Feminized seeds are also called photoperiod because they flower when their daily light exposure reduces, either naturally through the transition from summer to fall or by growers turning off the lights after six to 12 hours instead of 16 to 18. If this sounds like too much trouble, you may want to choose autoflowering seeds.

Feminized seeds are best for beginner growers.

6 to 8 months
At 8 to 12 weeks, dependent on reducing light exposure
Produce only female plants, removing need to identify males
More expensive than other categories
Resulting plants are not ideal for breeding




Regular seeds are just what they sound like — standard seeds that have been produced by crossing male and female plants. There’s a 50% chance of them growing into females, so they’re the best choice if you’d like to experiment with pollinating plants yourself or selective breeding. Regular seeds are also the most wallet-friendly option.

Just like the feminized variety, regular seeds are photoperiod, so their transition to flowering depends on the reduction of light. When planted outside, regular seeds will grow according to the annual cycle of your growing region.
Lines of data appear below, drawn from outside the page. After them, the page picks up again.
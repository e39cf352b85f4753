use crate::common::TestServer;

/// Scenario 2 (spec §8): neither side moves before the first-move timeout;
/// the engine cancels the game without touching ratings.
#[tokio::test]
async fn first_move_timeout_cancels_game() {
    let server = TestServer::start_with_timeouts(1, 60).await;
    let game_id = server.create_started_game(60).await;

    let mut white = server.ws_white().await;
    let mut black = server.ws_black().await;

    let ended = white.recv_type_timeout("game_ended", std::time::Duration::from_secs(5)).await;
    assert_eq!(ended["result"], "interrupted");
    assert_eq!(ended["rating_delta"], 0);
    black.recv_type_timeout("game_ended", std::time::Duration::from_secs(5)).await;

    let white_user = server.reload_user(server.white_id).await;
    let black_user = server.reload_user(server.black_id).await;
    assert_eq!(white_user.games_played, 0);
    assert_eq!(black_user.games_played, 0);
    assert!(white_user.current_game_id.is_none());
    assert!(black_user.current_game_id.is_none());

    let game = server.reload_game(game_id).await;
    assert_eq!(game.result, "-");
    assert_eq!(game.state, "finished");
}
use crate::common::TestServer;

/// Scenario 1 (spec §8): fool's mate finalizes the game, emits the right
/// `game_ended` payload to each side, and updates both ratings.
#[tokio::test]
async fn fools_mate_finalizes_and_updates_ratings() {
    let server = TestServer::start().await;
    let game_id = server.create_started_game(60).await;

    let mut white = server.ws_white().await;
    let mut black = server.ws_black().await;

    white.make_move(game_id, "f3").await;
    white.recv_type("game_updated").await;
    black.recv_type("game_updated").await;
    let first_move_waiting = black.recv_type("first_move_waiting").await;
    assert_eq!(first_move_waiting["wait_time"], 15);

    black.make_move(game_id, "e5").await;
    black.recv_type("game_updated").await;
    white.recv_type("game_updated").await;

    white.make_move(game_id, "g4").await;
    white.recv_type("game_updated").await;
    black.recv_type("game_updated").await;

    black.make_move(game_id, "Qh4#").await;
    // Black is the mover and thus the winner.
    let black_ended = black.recv_type("game_ended").await;
    assert_eq!(black_ended["result"], "won");
    assert_eq!(black_ended["reason"], "Checkmate. Black won.");
    assert_eq!(black_ended["rating_delta"], 20);

    let white_ended = white.recv_type("game_ended").await;
    assert_eq!(white_ended["result"], "lost");
    assert_eq!(white_ended["rating_delta"], -20);

    let white_user = server.reload_user(server.white_id).await;
    let black_user = server.reload_user(server.black_id).await;
    assert_eq!(white_user.rating, 1180);
    assert_eq!(black_user.rating, 1220);
    assert_eq!(white_user.games_played, 1);
    assert_eq!(black_user.games_played, 1);
    assert!(white_user.current_game_id.is_none());
    assert!(black_user.current_game_id.is_none());

    let game = server.reload_game(game_id).await;
    assert_eq!(game.result, "0-1");
}
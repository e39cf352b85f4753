//! Durable, named, cancellable one-shot callbacks. `schedule`/`cancel` are
//! the whole contract; `run_sweep` is the background loop that turns due
//! rows into dispatched callbacks, generalizing the teacher's single-purpose
//! `clock_sweep` into a sweep over five kinds of named timer.

use std::time::Duration;

use chrono::{DateTime, Utc};
use serde::{Deserialize, Serialize};
use sqlx::Row;
use uuid::Uuid;

use crate::AppState;
use crate::db::DbPool;
use crate::services::engine;

#[derive(Debug, Clone, Copy, PartialEq, Eq, Serialize, Deserialize)]
#[serde(rename_all = "snake_case")]
pub enum TimerKind {
    FirstMoveTimeout,
    TimeIsUp,
    DisconnectTimeout,
}

#[derive(Debug, Clone, Serialize, Deserialize)]
pub struct TimerPayload {
    pub game_id: i64,
    pub user_id: Option<i64>,
}

pub async fn schedule(
    pool: &DbPool,
    game_id: i64,
    kind: TimerKind,
    payload: TimerPayload,
    eta: DateTime<Utc>,
) -> Result<String, sqlx::Error> {
    let handle = Uuid::new_v4().to_string();
    sqlx::query(
        "INSERT INTO scheduled_tasks (handle, game_id, kind, payload, eta) VALUES ($1, $2, $3, $4, $5)",
    )
    .bind(&handle)
    .bind(game_id)
    .bind(serde_json::to_string(&kind).unwrap_or_default())
    .bind(serde_json::to_value(&payload).unwrap_or_default())
    .bind(eta)
    .execute(pool)
    .await?;
    Ok(handle)
}

/// Best-effort: marks the row cancelled, but a sweep that already claimed it
/// before the cancel lands still fires — callers must re-check state.
pub async fn cancel(pool: &DbPool, handle: &str) -> Result<(), sqlx::Error> {
    sqlx::query("UPDATE scheduled_tasks SET cancelled = true WHERE handle = $1")
        .bind(handle)
        .execute(pool)
        .await?;
    Ok(())
}

pub async fn run_sweep(state: AppState) {
    let mut interval = tokio::time::interval(Duration::from_secs(1));
    loop {
        interval.tick().await;
        if let Err(e) = sweep_once(&state).await {
            tracing::error!("timer sweep error: {e}");
        }
    }
}

async fn sweep_once(state: &AppState) -> Result<(), sqlx::Error> {
    let rows = sqlx::query(
        "SELECT handle, game_id, kind, payload FROM scheduled_tasks
         WHERE cancelled = false AND claimed_at IS NULL AND eta <= NOW()
         ORDER BY eta ASC LIMIT 100",
    )
    .fetch_all(&state.db)
    .await?;

    for row in rows {
        let handle: String = row.get("handle");
        let claimed = sqlx::query(
            "UPDATE scheduled_tasks SET claimed_at = NOW()
             WHERE handle = $1 AND claimed_at IS NULL
             RETURNING handle",
        )
        .bind(&handle)
        .fetch_optional(&state.db)
        .await?;
        if claimed.is_none() {
            continue;
        }

        let game_id: i64 = row.get("game_id");
        let kind_raw: String = row.get("kind");
        let payload_raw: serde_json::Value = row.get("payload");
        let Ok(kind) = serde_json::from_str::<TimerKind>(&kind_raw) else {
            tracing::error!("timer {handle}: unreadable kind {kind_raw}");
            continue;
        };
        let Ok(payload) = serde_json::from_value::<TimerPayload>(payload_raw) else {
            tracing::error!("timer {handle}: unreadable payload");
            continue;
        };

        let state = state.clone();
        let _ = state
            .normal_priority_tx
            .send(NormalPriorityTask { handle, game_id, kind, payload })
            .await;
    }
    Ok(())
}

/// Dispatched into the `normal` priority worker pool (§5) so timeout
/// bookkeeping never starves the `high` pool that moves run on.
pub struct NormalPriorityTask {
    pub handle: String,
    pub game_id: i64,
    pub kind: TimerKind,
    pub payload: TimerPayload,
}

pub async fn run_normal_priority_worker(
    state: AppState,
    mut rx: tokio::sync::mpsc::Receiver<NormalPriorityTask>,
) {
    while let Some(task) = rx.recv().await {
        if let Err(e) = dispatch(&state, task).await {
            tracing::error!("normal-priority task failed: {e}");
        }
    }
}

async fn dispatch(state: &AppState, task: NormalPriorityTask) -> Result<(), crate::error::AppError> {
    match task.kind {
        TimerKind::FirstMoveTimeout => engine::on_first_move_timed_out(state, task.game_id).await,
        TimerKind::TimeIsUp => {
            let user_id = task
                .payload
                .user_id
                .ok_or_else(|| crate::error::AppError::Internal("time_is_up timer missing user_id".into()))?;
            engine::on_time_is_up(state, user_id, task.game_id).await
        }
        TimerKind::DisconnectTimeout => {
            let user_id = task.payload.user_id.ok_or_else(|| {
                crate::error::AppError::Internal("disconnect timer missing user_id".into())
            })?;
            engine::on_disconnect_timed_out(state, user_id, task.game_id).await
        }
    }
}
Regular seeds are best for experienced growers and those who want to experiment.

6 to 8 months
At 8 to 12 weeks, dependent on reducing light exposure
Less expensive than other categories
Require identifying and removing male plants
Only 50% chance of producing female plants




These are a great choice if you want to take some of the work out of growing — they’ll automatically flower after about 10 weeks of germination, regardless of their light conditions.

Autoflowering seeds come from plants crossed with strains of Cannabis Ruderalis, the third cannabis class alongside indica and sativa. Because Cannabis Ruderalis originates from close to the north and south poles, it has the special ability to complete its growing cycle no matter how much light it gets. When crossed with plants that typically grow closer to the equator, it passes on this ability.
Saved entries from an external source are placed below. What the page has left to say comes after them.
use crate::common::TestServer;

/// Scenario 5 (spec §8), ordinary-material half: a flagged clock finalizes
/// the game as a time loss for the flagged side once `on_time_is_up` fires,
/// with the spurious re-check passing through.
///
/// The insufficient-material half of the scenario (finalizing `1/2-1/2`
/// instead of a win when the winning side can't force mate) is covered at
/// the `chess_rules::is_insufficient_material` unit-test layer — engine's
/// branch on that boolean is a three-line match with no further board
/// dependency, and constructing a legal, fully-stripped-down game transcript
/// for an end-to-end flag-fall is not worth the brittleness it would add.
#[tokio::test]
async fn flagged_clock_ends_game_as_time_loss() {
    let server = TestServer::start().await;
    let game_id = server.create_started_game(60).await;

    let mut white = server.ws_white().await;
    let mut black = server.ws_black().await;

    white.make_move(game_id, "e4").await;
    white.recv_type("game_updated").await;
    black.recv_type("game_updated").await;

    // Simulate black's clock having already run out rather than waiting out
    // a real 60s sudden-death clock.
    hydra_chess::models::game::Game::set_clocks(&server.pool, game_id, 60_000_000, 0)
        .await
        .unwrap();

    hydra_chess::services::engine::on_time_is_up(&server.state, server.black_id, game_id)
        .await
        .unwrap();

    let white_ended = white.recv_type("game_ended").await;
    assert_eq!(white_ended["result"], "won");
    assert_eq!(white_ended["reason"], "Black ran out of time. White won.");
    assert_eq!(white_ended["rating_delta"], 20);

    let game = server.reload_game(game_id).await;
    assert_eq!(game.result, "1-0");
}

/// A `time_is_up` callback firing after the flagged side already moved (and
/// thus replenished) is spurious and must not finalize the game.
#[tokio::test]
async fn spurious_time_is_up_is_ignored() {
    let server = TestServer::start().await;
    let game_id = server.create_started_game(60).await;

    let mut white = server.ws_white().await;
    let mut black = server.ws_black().await;

    white.make_move(game_id, "e4").await;
    white.recv_type("game_updated").await;
    black.recv_type("game_updated").await;

    // Black still has plenty of time; firing the callback must no-op.
    hydra_chess::services::engine::on_time_is_up(&server.state, server.black_id, game_id)
        .await
        .unwrap();

    let game = server.reload_game(game_id).await;
    assert_eq!(game.state, "started");
    assert_eq!(game.result, "*");
}
use chrono::{DateTime, Utc};
use sqlx::FromRow;

use crate::db::DbPool;

#[derive(Debug, Clone, FromRow)]
pub struct GameRequest {
    pub id: i64,
    pub user_id: i64,
    pub time_control_seconds: i32,
    pub created_at: DateTime<Utc>,
}

impl GameRequest {
    pub async fn create(
        pool: &DbPool,
        user_id: i64,
        time_control_seconds: i32,
    ) -> Result<GameRequest, sqlx::Error> {
        sqlx::query_as::<_, GameRequest>(
            "INSERT INTO game_requests (user_id, time_control_seconds) VALUES ($1, $2) RETURNING *",
        )
        .bind(user_id)
        .bind(time_control_seconds)
        .fetch_one(pool)
        .await
    }

    pub async fn delete_by_user(pool: &DbPool, user_id: i64) -> Result<(), sqlx::Error> {
        sqlx::query("DELETE FROM game_requests WHERE user_id = $1")
            .bind(user_id)
            .execute(pool)
            .await?;
        Ok(())
    }

    /// Candidate pool for a given time control, oldest first so ties break
    /// by ascending request id.
    pub async fn find_by_time_control(
        pool: &DbPool,
        time_control_seconds: i32,
    ) -> Result<Vec<GameRequest>, sqlx::Error> {
        sqlx::query_as::<_, GameRequest>(
            "SELECT * FROM game_requests WHERE time_control_seconds = $1 ORDER BY id ASC",
        )
        .bind(time_control_seconds)
        .fetch_all(pool)
        .await
    }
}
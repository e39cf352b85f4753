use std::time::Duration;

use crate::common::TestServer;

/// Two searchers within the rating-gap tolerance on the same time control
/// bucket are paired and redirected to the new game.
#[tokio::test]
async fn close_ratings_are_paired() {
    let server = TestServer::start().await;
    let mut white = server.ws_white().await;
    let mut black = server.ws_black().await;

    white.search_game(60).await;
    black.search_game(60).await;

    let white_redirect = white.recv_type("redirect").await;
    let black_redirect = black.recv_type("redirect").await;
    assert_eq!(white_redirect["url"], black_redirect["url"]);

    let white_user = server.reload_user(server.white_id).await;
    let black_user = server.reload_user(server.black_id).await;
    assert!(white_user.current_game_id.is_some());
    assert_eq!(white_user.current_game_id, black_user.current_game_id);
    assert!(!white_user.in_search);
    assert!(!black_user.in_search);
}

/// Scenario 6 (spec §8): a rating gap over the 200-point tolerance leaves
/// both searchers queued rather than pairing them.
#[tokio::test]
async fn wide_rating_gap_is_not_paired() {
    let server = TestServer::start().await;
    let (low_id, low_token) = server.register_extra("test-low", 1000).await;
    let (high_id, high_token) = server.register_extra("test-high", 1300).await;

    let mut low = server.ws_as(&low_token).await;
    let mut high = server.ws_as(&high_token).await;

    low.search_game(60).await;
    high.search_game(60).await;

    // Neither side should be paired; give the search workers a moment to
    // settle, then confirm both are still queued with no game assigned.
    tokio::time::sleep(Duration::from_millis(200)).await;

    let low_user = server.reload_user(low_id).await;
    let high_user = server.reload_user(high_id).await;
    assert!(low_user.in_search);
    assert!(high_user.in_search);
    assert!(low_user.current_game_id.is_none());
    assert!(high_user.current_game_id.is_none());
}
Because autoflowering seeds aren’t dependent on the reduction of light to flower, they require less equipment than other varieties when grown indoors. They also produce smaller plants that are ideal for indoors and flower quickly, with a total lifecycle of about three months (unlike the annual cycle of regular and feminized seeds), allowing for multiple harvests per year.
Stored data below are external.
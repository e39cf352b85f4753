//! Validates and dispatches inbound client events to the priority worker
//! pools; forwards engine/session-router emissions back out over the
//! socket. Grounded on the teacher's `ws::live` — one long-lived socket per
//! authenticated user rather than one per game, since chess's inbound
//! events already carry `game_id` in-band (§6).
//!
//! `connect{request_type:"game"}` forks on whether the caller is one of the
//! two players: a player gets the reconnect path; anyone else joins the
//! game's spectator room and gets a one-off snapshot, mirroring the
//! original server's `join_room` + `send_game_info` split.

use axum::extract::ws::{Message, WebSocket};
use axum::extract::{State, WebSocketUpgrade};
use axum::response::Response;
use futures_util::{SinkExt, StreamExt};
use tokio::sync::mpsc;
use uuid::Uuid;

use crate::AppState;
use crate::error::AppError;
use crate::identity::CurrentUser;
use crate::models::game::{Game, GameState};
use crate::models::user::User;
use crate::services::session_router::Target;
use crate::services::worker_pool::{HighPriorityTask, LowPriorityTask, SearchTask};
use crate::ws::events::{ClientEvent, ServerEvent};

pub async fn ws_upgrade(
    State(state): State<AppState>,
    current_user: CurrentUser,
    ws: WebSocketUpgrade,
) -> Result<Response, AppError> {
    Ok(ws.on_upgrade(move |socket| handle_socket(socket, state, current_user.user)))
}

async fn handle_socket(socket: WebSocket, state: AppState, user: User) {
    let (mut ws_sink, mut ws_stream) = socket.split();
    let (tx, mut rx) = mpsc::unbounded_channel::<ServerEvent>();
    let session_id = Uuid::new_v4().to_string();

    state.router.bind_session(user.id, session_id.clone(), tx.clone()).await;
    let _ = User::set_current_session(&state.db, user.id, Some(&session_id)).await;

    state
        .router
        .emit(
            Target::Session(session_id.clone()),
            ServerEvent::SetData {
                nickname: user.display_name().to_string(),
                rating: user.rating,
            },
        )
        .await;

    let forward_task = tokio::spawn(async move {
        while let Some(event) = rx.recv().await {
            let Ok(text) = serde_json::to_string(&event) else { continue };
            if ws_sink.send(Message::Text(text.into())).await.is_err() {
                break;
            }
        }
    });

    let mut spectating: Vec<i64> = Vec::new();

    while let Some(Ok(msg)) = ws_stream.next().await {
        let Message::Text(text) = msg else {
            if matches!(msg, Message::Close(_)) {
                break;
            }
            continue;
        };
        let Ok(event) = serde_json::from_str::<ClientEvent>(&text) else {
            continue;
        };
        dispatch(&state, user.id, &session_id, event, &mut spectating).await;
    }

    forward_task.abort();
    state.router.unbind_session(user.id, &session_id).await;
    for game_id in spectating {
        state.router.leave_room(game_id, &tx).await;
    }

    if let Ok(current) = User::find_by_id(&state.db, user.id).await {
        if let Some(game_id) = current.current_game_id {
            let _ = state
                .low_priority_tx
                .send(LowPriorityTask::OnDisconnect { user_id: user.id, game_id })
                .await;
        }
    }
    tracing::debug!("ws closed: user={}", user.id);
}

async fn dispatch(
    state: &AppState,
    user_id: i64,
    session_id: &str,
    event: ClientEvent,
    spectating: &mut Vec<i64>,
) {
    let result = match event {
        ClientEvent::SearchGame { time_control_seconds, game_id } => {
            let time_control_seconds = match (time_control_seconds, game_id) {
                (Some(s), _) => Some(s),
                (None, Some(game_id)) => Game::find_by_id(&state.db, game_id)
                    .await
                    .ok()
                    .map(|g| (g.total_clock_micros / 1_000_000) as i32),
                (None, None) => None,
            };
            match time_control_seconds {
                Some(time_control_seconds) => {
                    state
                        .search_tx
                        .send(SearchTask::Search { user_id, time_control_seconds })
                        .await
                }
                None => Ok(()),
            }
        }
        ClientEvent::CancelSearch {} => state.search_tx.send(SearchTask::CancelSearch { user_id }).await,
        ClientEvent::MakeMove { game_id, san } => {
            state
                .high_priority_tx
                .send(HighPriorityTask::MakeMove { user_id, game_id, san })
                .await
        }
        ClientEvent::Resign { game_id } => {
            state.high_priority_tx.send(HighPriorityTask::Resign { user_id, game_id }).await
        }
        ClientEvent::MakeDrawOffer { game_id } => {
            state
                .low_priority_tx
                .send(LowPriorityTask::MakeDrawOffer { user_id, game_id })
                .await
        }
        ClientEvent::AcceptDrawOffer { game_id } => {
            state
                .high_priority_tx
                .send(HighPriorityTask::AcceptDrawOffer { user_id, game_id })
                .await
        }
        ClientEvent::DeclineDrawOffer { game_id } => {
            state
                .high_priority_tx
                .send(HighPriorityTask::DeclineDrawOffer { user_id, game_id })
                .await
        }
        ClientEvent::Connect { request_type, game_id } => {
            if request_type != "game" {
                Ok(())
            } else if let Some(game_id) = game_id {
                match Game::find_by_id(&state.db, game_id).await {
                    Ok(game) if game.white_user_id == user_id || game.black_user_id == user_id => {
                        state
                            .high_priority_tx
                            .send(HighPriorityTask::OnReconnect { user_id, game_id })
                            .await
                    }
                    Ok(game) if game.state() != GameState::Finished => {
                        if let Some(sender) = state.router.sender_for_session(session_id).await {
                            state.router.join_room(game_id, user_id, false, Some(sender)).await;
                            spectating.push(game_id);
                        }
                        state
                            .high_priority_tx
                            .send(HighPriorityTask::SendGameInfo { session_id: session_id.to_string(), game_id })
                            .await
                    }
                    _ => Ok(()),
                }
            } else {
                Ok(())
            }
        }
    };
    if result.is_err() {
        tracing::error!("dropped event for user {user_id}: worker pool channel closed");
    }
}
There are drawbacks, however. Autoflowering plants are known for being less potent, and their small height means they don’t produce large yields. You’ll also have to sort through your young plants to determine which ones are female.

Autoflowering seeds are best for beginner growers and those in a hurry.

About 3 months
Within 10 weeks of germination, regardless of light exposure
Shorter height is ideal for indoor growing
Shorter growing lifecycle
Require less equipment to grow indoors
Plants may be less potent
Yields may be smaller
More expensive than other categories
Require identifying and removing male plants


Do seeds expire?

The answer to how long seeds stay good in the package depends on many variables, especially how they’re stored. Keep seeds in an airtight container, such as a Mason jar, in a cool, dark, dry place. There’s no consensus among the experts, but seeds will generally last for at least one year — even up to five years.


Growing from seed

All cannabis can be successfully grown indoors, but all types can also be sown directly into an outdoor garden, even if you live in a cool, wet climate. Seedlings are delicate, however, so you’ll want to germinate seeds indoors and then transplant them outside.

If you plan on growing cannabis plants outdoors, you’ll want to purchase seeds in early spring, so you’ll be prepared to germinate them around the end of April and plant them outside between mid-May and mid-June, depending on your hardiness zone and the weather conditions that year.